Apple has recently been outed in court for purposely concealing the hack of 128 million iPhone users back in 2015, the worst mass iOS compromise on record.
In September 2015, researchers reported finding approximately 40 malicious apps within the App Store that contained code that made iPhones and iPads part of a botnet that stole sensitive user information. As more researchers joined the search, the number of apps mushroomed to 4000.
The malicious apps were downloaded a total of 203 million times by 128 million users, with 18 million of these being US customers.
Epic Games’ recent court battle with Apple has revealed that Apple decided against notifying the affected iPhone users about its first ever mass hack in 2015.
Matthew Fischer, App Store VP wrote: “Joz, Tom and Christine—due to the large number of customers potentially affected, do we want to send an email to all of them?”, in reference to Apple senior vice president of worldwide marketing Greg Joswiak and Apple PR people Tom Neumayr and Christine Monaghan. The email continued:
“Note that this will pose some challenges in terms of language localizations of the email, since the downloads of these apps took place in a wide variety of App Store storefronts around the world (e.g. we wouldn’t want to send an English-language email to a customer who downloaded one or more of these apps from the Brazil App Store, where Brazilian Portuguese would be the more appropriate language).”
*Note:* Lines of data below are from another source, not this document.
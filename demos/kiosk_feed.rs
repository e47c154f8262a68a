//! Kiosk order feed over a pooled connection set.
//!
//! Demonstrates:
//! - Building a pool over two endpoints with round-robin balancing
//! - Subscribing with exact and regex patterns
//! - Sending orders and reading pool health
//! - Shutting down through a cleanup registry
//!
//! Starts two local kitchen servers that answer every `order.created`
//! with an `order.ready` for the same table.
//!
//! Usage:
//!   cargo run --example kiosk_feed
//!   cargo run --example kiosk_feed -- --debug

// ============================================================================
// Imports
// ============================================================================

use std::sync::Arc;
use std::sync::atomic::{AtomicUsize, Ordering};
use std::time::Duration;

use anyhow::{Context, Result};
use futures_util::{SinkExt, StreamExt};
use serde_json::{Value, json};
use tokio::net::TcpListener;
use tokio_tungstenite::accept_async;
use tokio_tungstenite::tungstenite::Message as Frame;
use tracing_subscriber::EnvFilter;

use ws_connection_pool::{
    LoadBalancingStrategy, Message, Pattern, PoolBuilder, Priority, ShutdownRegistry,
};

// ============================================================================
// Constants
// ============================================================================

const ORDERS: usize = 6;

// ============================================================================
// Main
// ============================================================================

#[tokio::main]
async fn main() {
    let debug = std::env::args().any(|a| a == "--debug");
    init_logging(debug);

    if let Err(e) = run().await {
        eprintln!("\n[ERROR] {e:#}");
        std::process::exit(1);
    }
}

async fn run() -> Result<()> {
    println!("=== Kiosk Feed ===\n");

    // ========================================================================
    // Kitchen Servers
    // ========================================================================

    println!("[1] Starting kitchen servers...");
    let first = kitchen_server("grill")
        .await
        .context("starting grill server")?;
    let second = kitchen_server("fryer")
        .await
        .context("starting fryer server")?;
    println!("    ✓ {first}");
    println!("    ✓ {second}\n");

    // ========================================================================
    // Pool
    // ========================================================================

    println!("[2] Connecting pool...");
    let registry = ShutdownRegistry::new();
    let pool = PoolBuilder::new()
        .urls([first, second])
        .max_connections(2)
        .load_balancing_strategy(LoadBalancingStrategy::RoundRobin)
        .heartbeat_interval(Duration::from_secs(5))
        .cleanup_registry(Arc::new(registry.clone()))
        .build()
        .context("building pool")?;

    if !pool.connect().await {
        println!("    ✗ No kitchen reachable");
        return Ok(());
    }
    println!("    ✓ Connected\n");

    // ========================================================================
    // Subscriptions
    // ========================================================================

    println!("[3] Subscribing...");
    let ready = Arc::new(AtomicUsize::new(0));
    let ready_clone = Arc::clone(&ready);
    let _ready_sub = pool.subscribe(
        "order.ready",
        Arc::new(move |msg, conn| {
            ready_clone.fetch_add(1, Ordering::SeqCst);
            println!(
                "    ← table {} ready at {} via {conn}",
                msg.get_string("table"),
                msg.get_string("station")
            );
        }),
    );
    let _audit_sub = pool.subscribe(
        Pattern::regex(r#""table":"T1""#)?,
        Arc::new(|msg, _| println!("    ← [audit] T1 event: {}", msg.message_type)),
    );
    println!("    ✓ 2 subscriptions\n");

    // ========================================================================
    // Orders
    // ========================================================================

    println!("[4] Sending {ORDERS} orders...");
    for n in 1..=ORDERS {
        let priority = if n % 3 == 0 { Priority::High } else { Priority::Normal };
        let message =
            Message::new("order.created", json!({ "table": format!("T{n}") })).with_priority(priority);
        let id = pool
            .try_send(message)
            .with_context(|| format!("sending order T{n}"))?;
        println!("    → {id} table T{n}");
    }

    tokio::time::sleep(Duration::from_millis(500)).await;
    println!(
        "    ✓ {} of {ORDERS} orders ready\n",
        ready.load(Ordering::SeqCst)
    );

    // ========================================================================
    // Health
    // ========================================================================

    println!("[5] Pool health:");
    if let Some(stats) = pool.statistics() {
        let json = serde_json::to_string_pretty(&stats)?;
        for line in json.lines() {
            println!("    {line}");
        }
    }
    println!();

    // ========================================================================
    // Shutdown
    // ========================================================================

    println!("[6] Shutting down...");
    let completed = registry.shutdown_all();
    println!("    ✓ {completed} cleanup(s) ran");

    Ok(())
}

// ============================================================================
// Helpers
// ============================================================================

/// Initialize tracing/logging.
fn init_logging(debug: bool) {
    let filter = if debug {
        "ws_connection_pool=debug"
    } else {
        "ws_connection_pool=info"
    };

    tracing_subscriber::fmt()
        .with_env_filter(EnvFilter::new(filter))
        .with_target(false)
        .init();
}

/// Starts a server that marks every order ready. Returns its URL.
async fn kitchen_server(station: &'static str) -> Result<String> {
    let listener = TcpListener::bind("127.0.0.1:0")
        .await
        .context("binding listener")?;
    let port = listener.local_addr()?.port();

    tokio::spawn(async move {
        while let Ok((stream, _)) = listener.accept().await {
            tokio::spawn(async move {
                let Ok(mut ws) = accept_async(stream).await else {
                    return;
                };
                while let Some(Ok(frame)) = ws.next().await {
                    let Frame::Text(text) = frame else {
                        continue;
                    };
                    let Ok(order) = serde_json::from_str::<Value>(text.as_str()) else {
                        continue;
                    };
                    if order["type"] != "order.created" {
                        continue;
                    }
                    let reply = json!({
                        "type": "order.ready",
                        "data": { "table": order["data"]["table"], "station": station },
                    });
                    if ws.send(Frame::Text(reply.to_string().into())).await.is_err() {
                        break;
                    }
                }
            });
        }
    });

    Ok(format!("ws://127.0.0.1:{port}"))
}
Although the logistics of notifying users was discussed, Apple never followed through. In court, an Apple representative was unable to produce any evidence to prove that the email was sent.
The infected devices were the result of legitimate developers using a counterfeit copy of Apple’s development tool, Xcode. The repackaged tool, XcodeGhost, inserted malicious code into apps alongside normal app functions.
Considering Apple’s focus on prioritising privacy, and the inclusion of security as a key selling point of its products, their lack of action in the worst mass iOS compromise on record is incredibly disappointing, to say the least.